Texas Brothers Plead Guilty to $8M Crypto Robbery & Kidnapping
Two Texas brothers have pleaded guilty to holding a Minnesota family at gunpoint for over eight hours and stealing more than $8 million in cryptocurrency.
Quick Insights
- Isiah and Raymond Garcia pleaded guilty to robbing a Minnesota family of more than $8 million in cryptocurrency after an eight-hour armed home invasion in September 2025.
- Both brothers face up to 20 years in federal prison and have agreed to pay over $8 million in restitution at sentencing, which has not yet been scheduled.
- The case adds to a wider pattern of violent crypto robberies in 2026, with CertiK projecting around 130 such attacks worldwide this year, though US incidents have actually declined compared to last year.
Two brothers from Waller, Texas, pleaded guilty this week to robbing a Minnesota family of more than $8 million in cryptocurrency after holding them at gunpoint for over eight hours during a home invasion last September.
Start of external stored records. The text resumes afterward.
//! Element path survey
//!
//! Walks a directory of MODS files and records every element path
//! (`mods/titleInfo/title`) and attribute path (`mods/name/@type`) seen,
//! with a sample value and an occurrence count. Used to find shapes the
//! decoder's routing table does not cover yet.

use std::collections::HashMap;
use std::io::Write;
use std::path::Path;

use roxmltree::{Document, Node, ParsingOptions};

use crate::decoder::DecodeError;
use crate::services::{FileScanner, ScanError};

/// Sample printed for paths that never carried text
pub const NO_SAMPLE: &str = "N/A";

#[derive(Debug, Clone, Default, PartialEq, Eq)]
pub struct PathStats {
    /// First non-empty text (or attribute value) seen at this path
    pub sample: Option<String>,
    pub occurrences: usize,
}

/// Paths in first-seen order with their stats
#[derive(Debug, Clone, Default)]
pub struct PathSurvey {
    order: Vec<String>,
    stats: HashMap<String, PathStats>,
    files: usize,
    failed: usize,
}

impl PathSurvey {
    pub fn new() -> Self {
        Self::default()
    }

    /// Add every path in one document
    pub fn add_document(&mut self, bytes: &[u8]) -> Result<(), DecodeError> {
        let text = std::str::from_utf8(bytes)
            .map_err(|e| DecodeError::MalformedDocument(e.to_string()))?;
        let options = ParsingOptions {
            allow_dtd: true,
            ..ParsingOptions::default()
        };
        let doc = Document::parse_with_options(text.trim_start_matches('\u{feff}'), options)
            .map_err(|e| DecodeError::MalformedDocument(e.to_string()))?;

        self.visit(doc.root_element(), "");
        self.files += 1;
        Ok(())
    }

    fn visit(&mut self, node: Node<'_, '_>, parent: &str) {
        let tag = node.tag_name().name();
        let path = if parent.is_empty() {
            tag.to_string()
        } else {
            format!("{}/{}", parent, tag)
        };

        let own_text: String = node
            .children()
            .filter(Node::is_text)
            .filter_map(|n| n.text())
            .collect();
        self.record(&path, own_text.trim());

        for attribute in node.attributes() {
            let attr_path = format!("{}/@{}", path, attribute.name());
            self.record(&attr_path, attribute.value().trim());
        }

        for child in node.children().filter(Node::is_element) {
            self.visit(child, &path);
        }
    }

    fn record(&mut self, path: &str, sample: &str) {
        if !self.stats.contains_key(path) {
            self.order.push(path.to_string());
        }
        let stats = self.stats.entry(path.to_string()).or_default();
        stats.occurrences += 1;
        if stats.sample.is_none() && !sample.is_empty() {
            stats.sample = Some(sample.to_string());
        }
    }

    /// (path, stats) in first-seen order
    pub fn entries(&self) -> impl Iterator<Item = (&str, &PathStats)> {
        self.order
            .iter()
            .filter_map(move |p| self.stats.get(p).map(|s| (p.as_str(), s)))
    }

    pub fn get(&self, path: &str) -> Option<&PathStats> {
        self.stats.get(path)
    }

    /// Documents successfully surveyed
    pub fn files(&self) -> usize {
        self.files
    }

    /// Documents skipped because they failed to read or parse
    pub fn failed(&self) -> usize {
        self.failed
    }

    /// Write `path\tsample\toccurrences` lines
    pub fn write_tsv<W: Write>(&self, out: &mut W) -> std::io::Result<()> {
        for (path, stats) in self.entries() {
            let sample = stats
                .sample
                .as_deref()
                .map(|s| s.replace(|c: char| matches!(c, '\t' | '\n' | '\r'), " "))
                .unwrap_or_else(|| NO_SAMPLE.to_string());
            writeln!(out, "{}\t{}\t{}", path, sample, stats.occurrences)?;
        }
        Ok(())
    }
}

/// Survey every object file under `root`
pub fn survey_dir(root: &Path, scanner: &FileScanner) -> Result<PathSurvey, ScanError> {
    let mut survey = PathSurvey::new();
    scanner.walk(root, |file| {
        let result = std::fs::read(&file.path)
            .map_err(|e| e.to_string())
            .and_then(|bytes| survey.add_document(&bytes).map_err(|e| e.to_string()));
        if let Err(e) = result {
            tracing::warn!(path = %file.path.display(), error = %e, "Skipping file in survey");
            survey.failed += 1;
        }
        true
    })?;

    tracing::info!(
        files = survey.files,
        failed = survey.failed,
        paths = survey.order.len(),
        "Survey complete"
    );
    Ok(survey)
}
Isiah Angelo Garcia, 25, and Raymond Christian Garcia, 24, each entered guilty pleas to one count of interference with commerce by robbery before a federal judge in Minneapolis, according to the U.S. Attorney's Office for the District of Minnesota.
Court documents say the brothers travelled from Texas to Grant, Minnesota, on 19 September 2025, where they zip-tied the victim's family and demanded access to their crypto holdings. Isiah Garcia then drove one of the victims to the family's cabin in northern Minnesota and forced him to retrieve additional storage devices and transfer the funds, prosecutors said. The ordeal only ended after the victim's son called 911. Investigators traced items the brothers left behind at the scene and arrested both near Houston shortly afterward.
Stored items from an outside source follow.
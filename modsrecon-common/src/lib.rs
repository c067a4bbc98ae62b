//! # modsrecon common library
//!
//! Shared code for the MODS reconciliation tools:
//! - Canonical field model and compound value encodings
//! - Value normalization and fuzzy equality
//! - Report column mapping
//! - Identifier registry loading
//! - Configuration loading

pub mod compound;
pub mod config;
pub mod error;
pub mod mapping;
pub mod model;
pub mod normalize;
pub mod registry;

pub use error::{Error, Result};
pub use mapping::FieldMapping;
pub use model::{Field, MetadataRecord};
pub use normalize::{fuzzy_eq, normalize};
pub use registry::IdentifierRegistry;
Both men admitted to using firearms to threaten the family throughout the scheme. They have agreed to pay more than $8 million in restitution and each face up to 20 years in federal prison at sentencing, which has not yet been scheduled.
"No one should ever feel unsafe in their own home."
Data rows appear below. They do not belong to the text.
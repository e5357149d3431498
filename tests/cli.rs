/*!
 * Command-line integration tests
 */

use std::fs;
use std::path::Path;

use assert_cmd::Command;
use predicates::prelude::*;
use tempfile::tempdir;

fn write_file(root: &Path, rel_path: &str, content: &str) {
    let path = root.join(rel_path);
    fs::create_dir_all(path.parent().unwrap()).unwrap();
    fs::write(path, content).unwrap();
}

fn setup_repo() -> tempfile::TempDir {
    let dir = tempdir().unwrap();
    write_file(dir.path(), "README.md", "# Readme\n");
    write_file(dir.path(), "src/main.rs", "fn main() {}\n");
    write_file(dir.path(), "src/util/mod.rs", "pub fn util() {}\n");
    write_file(dir.path(), "build/out.log", "noise\n");
    write_file(dir.path(), ".git/HEAD", "ref: refs/heads/main\n");
    dir
}

fn flattener() -> Command {
    Command::cargo_bin("repo-flattener").unwrap()
}

#[test]
fn test_flattens_repository() {
    let repo = setup_repo();
    let out = tempdir().unwrap();
    let output_dir = out.path().join("flat");

    flattener()
        .arg(repo.path())
        .arg("--output")
        .arg(&output_dir)
        .assert()
        .success()
        .stdout(predicate::str::contains("FLATTENING COMPLETE"));

    let mut names: Vec<String> = fs::read_dir(&output_dir)
        .unwrap()
        .map(|e| e.unwrap().file_name().to_string_lossy().to_string())
        .collect();
    names.sort();
    assert_eq!(
        names,
        [
            "README.md",
            "build_out.log",
            "file_manifest.txt",
            "src_main.rs",
            "src_util_mod.rs"
        ]
    );

    let content = fs::read_to_string(output_dir.join("src_util_mod.rs")).unwrap();
    assert_eq!(content, "// FILE: src/util/mod.rs\n\npub fn util() {}\n");

    let manifest = fs::read_to_string(output_dir.join("file_manifest.txt")).unwrap();
    assert_eq!(
        manifest,
        "Repository structure:\n\nREADME.md\nbuild\n    out.log\nsrc\n    main.rs\n    util\n        mod.rs\n"
    );
}

#[test]
fn test_extra_ignores() {
    let repo = setup_repo();
    let out = tempdir().unwrap();
    let output_dir = out.path().join("flat");

    flattener()
        .arg(repo.path())
        .args(["--ignore-dirs", "build,util", "--ignore-exts", ".md"])
        .arg("-o")
        .arg(&output_dir)
        .assert()
        .success();

    assert!(output_dir.join("src_main.rs").exists());
    assert!(!output_dir.join("README.md").exists());
    assert!(!output_dir.join("build_out.log").exists());
    assert!(!output_dir.join("src_util_mod.rs").exists());
}

#[test]
fn test_config_file_in_repo() {
    let repo = setup_repo();
    write_file(repo.path(), ".repo-flattener.yml", "ignore_dirs: [build]\n");
    let out = tempdir().unwrap();
    let output_dir = out.path().join("flat");

    flattener()
        .arg(repo.path())
        .arg("-o")
        .arg(&output_dir)
        .assert()
        .success();

    assert!(!output_dir.join("build_out.log").exists());
    assert!(output_dir.join(".repo-flattener.yml").exists());
}

#[test]
fn test_dry_run_writes_nothing() {
    let repo = setup_repo();
    let out = tempdir().unwrap();
    let output_dir = out.path().join("flat");

    flattener()
        .arg(repo.path())
        .arg("-o")
        .arg(&output_dir)
        .arg("--dry-run")
        .assert()
        .success()
        .stdout(predicate::str::contains("DRY RUN"))
        .stdout(predicate::str::contains(".rs"));

    assert!(!output_dir.exists());
}

#[test]
fn test_explicit_files() {
    let repo = setup_repo();
    let out = tempdir().unwrap();
    let output_dir = out.path().join("flat");

    flattener()
        .arg(repo.path())
        .args(["--files", "src/main.rs,missing.rs"])
        .arg("-o")
        .arg(&output_dir)
        .assert()
        .success()
        .stdout(predicate::str::contains("missing.rs"));

    assert!(output_dir.join("src_main.rs").exists());
    assert!(!output_dir.join("README.md").exists());
    let manifest = fs::read_to_string(output_dir.join("file_manifest.txt")).unwrap();
    assert!(manifest.contains("missing.rs"));
}

#[test]
fn test_traversal_is_rejected() {
    let repo = setup_repo();
    let out = tempdir().unwrap();

    flattener()
        .arg(repo.path())
        .args(["--files", "../etc/passwd"])
        .arg("-o")
        .arg(out.path().join("flat"))
        .assert()
        .failure()
        .stderr(predicate::str::contains("path traversal"));
}

#[test]
fn test_missing_repository() {
    let out = tempdir().unwrap();

    flattener()
        .arg(out.path().join("does-not-exist"))
        .arg("-o")
        .arg(out.path().join("flat"))
        .assert()
        .failure()
        .stderr(predicate::str::contains("path does not exist"))
        .stderr(predicate::str::contains("Tip: Make sure the path exists"));

    assert!(!out.path().join("flat").exists());
}

#[test]
fn test_interactive_selection() {
    let repo = setup_repo();
    let out = tempdir().unwrap();
    let output_dir = out.path().join("flat");

    // sorted: README.md, build/out.log, src/main.rs, src/util/mod.rs
    flattener()
        .arg(repo.path())
        .arg("-i")
        .arg("-o")
        .arg(&output_dir)
        .write_stdin("none\nt 3\ndone\n")
        .assert()
        .success()
        .stdout(predicate::str::contains("Proceeding with 1 selected files."));

    let mut names: Vec<String> = fs::read_dir(&output_dir)
        .unwrap()
        .map(|e| e.unwrap().file_name().to_string_lossy().to_string())
        .collect();
    names.sort();
    assert_eq!(names, ["file_manifest.txt", "src_main.rs"]);
}

#[test]
fn test_interactive_quit() {
    let repo = setup_repo();
    let out = tempdir().unwrap();
    let output_dir = out.path().join("flat");

    flattener()
        .arg(repo.path())
        .arg("-i")
        .arg("-o")
        .arg(&output_dir)
        .write_stdin("q\n")
        .assert()
        .success()
        .stdout(predicate::str::contains("Cancelled by user."));

    assert!(!output_dir.exists());
}

#[test]
fn test_generate_completions() {
    flattener()
        .args(["--generate", "bash"])
        .assert()
        .success()
        .stdout(predicate::str::contains("repo-flattener"));
}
The case adds to a pattern of violent, in-person robberies targeting crypto holders that has accelerated sharply this year. A Florida man pleaded guilty earlier this month to a separate bitcoin-related carjacking and kidnapping scheme, and French authorities have charged dozens of people amid a wave of so-called wrench attacks, in which victims are coerced or assaulted into handing over their holdings. Blockchain security firm CertiK has tracked the trend closely, projecting roughly 130 such incidents worldwide by the end of 2026 with losses already exceeding $101 million in just the first four months of the year.
The geography of this case runs against the broader pattern, though. Most of 2026's recorded wrench attacks have clustered in Europe, with France alone accounting for the largest share, while reported incidents in the United States have actually declined compared with last year. The Minnesota case is a reminder that the threat has not disappeared domestically, even if it has become statistically less common than the attacks playing out across parts of Europe right now.